96. It is not possible to assess whether the crew did in fact try to sufficiently persuade Dr B to let them assess his mother, before agreeing on a plan of action. In its complaint response, the Service recognised the crew might have been more proactive in trying to use the capacity and consent tool to see and assess Mrs A. Yet, it is also the case that a person must be assumed to have capacity, unless it is established that they lack capacity. Based on the information available at the time, provided by her son, it appears the crew had no reason to suspect Mrs A lacked capacity to decide to allow them to assess her. On balance, we cannot criticise the Service here.
97. Dr B believes the crew failed to recognise that his mother had a stroke. From the information recorded, the crew was not able to see or assess Mrs A and all conversations were through her son. They offered to take Mrs A to hospital, and this was declined. We found nothing wrong here.
98. The following day Dr B called the Service requesting an ambulance for his mother, as instructed by the ambulance crew the previous evening.
99. Mrs A was taken to Hospital B and later that day was transferred to Hospital C where she had a CT MRI scan. It appears it was only at this point the clinicians were able to diagnose that Mrs A had experienced a posterior circulation stroke. This is more difficult to recognise and treat effectively than other stroke types. The detailed neurological examination skills required to diagnose this type of stroke are outside the scope of practice of the ambulance paramedic staff.

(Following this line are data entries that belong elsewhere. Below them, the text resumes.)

// Central Error Type for the Application

use thiserror::Error;

use crate::port::DeliveryError;

/// Application-level error type
///
/// `Queue` is the only variant a runner pass ever returns: per-job problems are
/// captured as [`crate::application::runner::JobFailure`] instead.
#[derive(Error, Debug)]
pub enum AppError {
    #[error("Configuration error: {0}")]
    Configuration(String),

    #[error("Validation error: {0}")]
    Validation(String),

    #[error(transparent)]
    Delivery(#[from] DeliveryError),

    #[error("Queue error: {0}")]
    Queue(String),

    #[error("Serialization error: {0}")]
    Serialization(#[from] serde_json::Error),

    #[error("Errors running delayed jobs:\n{}", .0.join("\n"))]
    JobsFailed(Vec<String>),
}

impl AppError {
    /// True for errors caused by the remote service rejecting our credentials
    pub fn is_auth(&self) -> bool {
        matches!(self, AppError::Delivery(DeliveryError::Auth(_)))
    }
}

/// Result type alias using AppError
pub type Result<T> = std::result::Result<T, AppError>;

// Note: sqlx::Error and reqwest::Error conversions live in the infra crates
// (orphan rules), mapped to AppError::Queue / DeliveryError::Transport.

100. In summary we found the Service handled the calls and attendances in line with the relevant guidelines.
Delay
101. Overall, we found the Service categorised and prioritised the calls on 11 December 2017 appropriately. They do this to work out which patients need to be seen and in what order. Following the ANP’s request at 7.04pm it took four hours for an ambulance to arrive. It is understandable that Dr B would question this delay. The target times are the aims for the Service as a whole, and not for individual cases. Unfortunately, there may be delays in dispatching paramedics. This can be for a large number of reasons, including the demand for the Service at any one time and its capacity.

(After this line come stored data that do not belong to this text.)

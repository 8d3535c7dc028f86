//! RESTful Metrics CLI - add metrics and drive the delayed job queue

mod settings;

use anyhow::{Context, Result};
use clap::{Parser, Subcommand};
use colored::Colorize;
use restful_metrics_core::application::{
    shutdown_channel, JobRunner, MetricReceipt, MetricsClient, PeriodicRunner, RecoveryService,
    RetryPolicy,
};
use restful_metrics_core::domain::MetricValue;
use restful_metrics_core::port::id_provider::ProcessRunIdProvider;
use restful_metrics_core::port::time_provider::SystemTimeProvider;
use restful_metrics_core::port::{AuditLog, JobStore};
use restful_metrics_core::DeliveryMode;
use restful_metrics_infra_http::{HttpTransport, HttpTransportConfig};
use restful_metrics_infra_sqlite::{create_pool_with, run_migrations, PoolConfig, SqliteJobStore};
use settings::Settings;
use std::path::{Path, PathBuf};
use std::sync::Arc;
use std::time::Duration;
use tabled::{Table, Tabled};
use tracing::info;
use tracing_subscriber::{fmt, layer::SubscriberExt, util::SubscriberInitExt, EnvFilter};

const VERSION: &str = env!("CARGO_PKG_VERSION");

#[derive(Parser)]
#[command(name = "restful-metrics")]
#[command(about = "RESTful Metrics client and delayed job runner", long_about = None)]
#[command(version)]
struct Cli {
    #[command(subcommand)]
    command: Commands,

    /// Configuration file (default: ./restful-metrics.toml if present)
    #[arg(short, long, env = "RESTFUL_METRICS_CONFIG")]
    config: Option<PathBuf>,
}

#[derive(Subcommand)]
enum Commands {
    /// Add a metric (sent now, or queued in deferred mode)
    Add {
        /// Metric name
        metric: String,

        /// Value as JSON (number, bool, string or array); anything else is sent as text
        value: String,

        /// Distinct user id, overrides the configured one
        #[arg(short, long)]
        distinct_id: Option<String>,
    },

    /// Deliver every queued job once
    Run,

    /// Deliver queued jobs periodically until Ctrl+C
    Serve {
        /// Seconds between passes (default from configuration)
        #[arg(long)]
        interval_secs: Option<u64>,
    },

    /// Release locks left by crashed runs
    Sweep,

    /// Show queue status
    Status,
}

#[derive(Tabled)]
struct QueueStat {
    table: &'static str,
    rows: i64,
}

#[tokio::main]
async fn main() -> Result<()> {
    init_logging();

    let cli = Cli::parse();
    let settings = Settings::load(cli.config.as_deref())?;

    match cli.command {
        Commands::Add {
            metric,
            value,
            distinct_id,
        } => add(&settings, &metric, parse_value(&value), distinct_id.as_deref()).await,
        Commands::Run => run_once(&settings).await,
        Commands::Serve { interval_secs } => {
            let interval = interval_secs
                .map(Duration::from_secs)
                .unwrap_or_else(|| settings.runner.interval());
            serve(&settings, interval).await
        }
        Commands::Sweep => sweep(&settings).await,
        Commands::Status => status(&settings).await,
    }
}

fn init_logging() {
    let log_format =
        std::env::var("RESTFUL_METRICS_LOG_FORMAT").unwrap_or_else(|_| "pretty".to_string());

    let env_filter = EnvFilter::try_from_default_env()
        .unwrap_or_else(|_| EnvFilter::new("restful_metrics=info"));

    match log_format.as_str() {
        "json" => {
            tracing_subscriber::registry()
                .with(env_filter)
                .with(fmt::layer().json().with_writer(std::io::stderr))
                .init();
        }
        _ => {
            tracing_subscriber::registry()
                .with(env_filter)
                .with(fmt::layer().pretty().with_writer(std::io::stderr))
                .init();
        }
    }
}

/// JSON scalar or array of scalars, else the raw text
fn parse_value(raw: &str) -> MetricValue {
    serde_json::from_str(raw).unwrap_or_else(|_| MetricValue::from(raw))
}

async fn open_store(settings: &Settings) -> Result<Arc<SqliteJobStore>> {
    let db_url = settings.database.expanded_url();
    ensure_parent_dir(&db_url)?;

    info!(db_url = %db_url, "Opening job store");
    let pool_config = PoolConfig {
        max_connections: settings.database.max_connections,
        ..Default::default()
    };
    let pool = create_pool_with(&db_url, &pool_config)
        .await
        .with_context(|| format!("Failed to open job store at {}", db_url))?;
    run_migrations(&pool).await.context("Migration failed")?;

    Ok(Arc::new(SqliteJobStore::new(
        pool,
        Arc::new(SystemTimeProvider),
    )))
}

/// Create the directory of a file database; memory URLs are left alone
fn ensure_parent_dir(db_url: &str) -> Result<()> {
    if db_url.contains(":memory:") || db_url.contains("mode=memory") {
        return Ok(());
    }
    let path = db_url
        .trim_start_matches("sqlite://")
        .trim_start_matches("sqlite:");
    let path = path.split('?').next().unwrap_or(path);
    if let Some(parent) = Path::new(path).parent().filter(|p| !p.as_os_str().is_empty()) {
        std::fs::create_dir_all(parent)
            .with_context(|| format!("Failed to create {}", parent.display()))?;
    }
    Ok(())
}

fn build_transport(settings: &Settings) -> Result<Arc<HttpTransport>> {
    let config = HttpTransportConfig::new(settings.metrics.api_key.clone().unwrap_or_default())
        .with_base_url(settings.http.base_url.clone())
        .with_timeout(settings.http.timeout());
    Ok(Arc::new(HttpTransport::new(config)?))
}

fn build_runner(settings: &Settings, store: Arc<SqliteJobStore>) -> Result<JobRunner> {
    if settings
        .metrics
        .api_key
        .as_deref()
        .map_or(true, str::is_empty)
    {
        anyhow::bail!("API Key must be set before running delayed jobs");
    }

    let retry_policy = settings
        .runner
        .max_attempts
        .map(RetryPolicy::bounded)
        .unwrap_or_default();

    Ok(JobRunner::new(
        store.clone(),
        store,
        build_transport(settings)?,
        Arc::new(ProcessRunIdProvider),
        Arc::new(SystemTimeProvider),
    )
    .with_retry_policy(retry_policy))
}

async fn add(
    settings: &Settings,
    metric: &str,
    value: MetricValue,
    distinct_id: Option<&str>,
) -> Result<()> {
    let mut client = MetricsClient::new(settings.metrics.clone(), build_transport(settings)?);
    if settings.metrics.mode == DeliveryMode::Deferred {
        client = client.with_job_store(open_store(settings).await?);
    }

    match client.add_metric(metric, value, distinct_id).await? {
        MetricReceipt::Sent => println!("{}", format!("✓ Metric '{}' sent", metric).green().bold()),
        MetricReceipt::Queued(job_id) => println!(
            "{}",
            format!("✓ Metric '{}' queued as job {}", metric, job_id)
                .green()
                .bold()
        ),
        MetricReceipt::Suppressed => {
            println!("{}", "Metrics are disabled, nothing sent".yellow())
        }
    }
    Ok(())
}

async fn run_once(settings: &Settings) -> Result<()> {
    let store = open_store(settings).await?;
    let mut runner = build_runner(settings, store)?;

    let report = runner.run().await?;

    println!(
        "{}",
        format!(
            "✓ Delivered {} of {} jobs (run {})",
            report.delivered, report.claimed, report.run_id
        )
        .green()
        .bold()
    );
    for failed in &report.failed {
        println!("  {} job {}: {}", "✗".red(), failed.job_id, failed.failure);
    }

    runner.ensure_no_errors()?;
    Ok(())
}

async fn serve(settings: &Settings, interval: Duration) -> Result<()> {
    info!("RESTful Metrics runner v{} starting...", VERSION);

    let store = open_store(settings).await?;
    let runner = build_runner(settings, store.clone())?;
    let recovery = RecoveryService::new(
        store,
        Arc::new(SystemTimeProvider),
        Some(settings.runner.stale_lock_ms()),
    );
    let mut periodic = PeriodicRunner::new(runner, interval).with_recovery(recovery);

    let (shutdown_tx, shutdown_rx) = shutdown_channel();
    let runner_handle = tokio::spawn(async move {
        if let Err(e) = periodic.run(shutdown_rx).await {
            tracing::error!(error = ?e, "Periodic runner failed");
        }
    });

    info!("Press Ctrl+C to shutdown");
    tokio::signal::ctrl_c().await?;

    info!("Shutdown signal received. Exiting gracefully...");
    shutdown_tx.shutdown();
    let _ = tokio::time::timeout(Duration::from_secs(30), runner_handle).await;

    info!("Shutdown complete.");
    Ok(())
}

async fn sweep(settings: &Settings) -> Result<()> {
    let store = open_store(settings).await?;
    let recovery = RecoveryService::new(
        store,
        Arc::new(SystemTimeProvider),
        Some(settings.runner.stale_lock_ms()),
    );

    let released = recovery.release_stale_locks().await?;
    println!("  {} {} stale locks released", "✓".green(), released);
    Ok(())
}

async fn status(settings: &Settings) -> Result<()> {
    let store = open_store(settings).await?;

    let stats = vec![
        QueueStat {
            table: "pending jobs",
            rows: store.count_pending().await?,
        },
        QueueStat {
            table: "locked jobs",
            rows: store.count_locked().await?,
        },
        QueueStat {
            table: "audit log",
            rows: store.count_completed().await?,
        },
    ];

    println!("{}", "RESTful Metrics queue".bold());
    println!("{}", Table::new(stats));
    Ok(())
}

102. The Service acknowledged the response time was ‘very disappointing’. It said on 11 December 2017, the Service received 5844 ‘999’ calls. It said this ‘seriously exceeded the already worrying daily average, 5005 x 999 calls’. When the events in this case happened between 7pm and 11pm, the Service received 1192 ‘999’ calls, including 132 ‘Category 1’ calls (a local target response of 45 minutes) and a further 309 ‘Category 2’ calls.
103. The Service said this represents ‘a challenging spike in demand within such a relatively short period’. It added that operational staffing was below plan due to staff sickness absence, vehicle defects, and job vacancies.
104. Surge Plans are local protocols that come into effect when a Service is experiencing unusually high demand and it cannot respond to calls as it would like to. Here the Service said its Surge Plan had been implemented but ‘the combination of these factors meant that some patients had to wait longer than we would have hoped’.
105. Although we have seen nothing to suggest that the delay was avoidable, the Service has apologised for the delay and for not reaching the standards it aims to achieve. This is an appropriate action to take in the circumstances and is in line with the Ombudsman’s Principles of Good Complaint Handling.
106. We have not upheld Dr B’s complaint about the Service.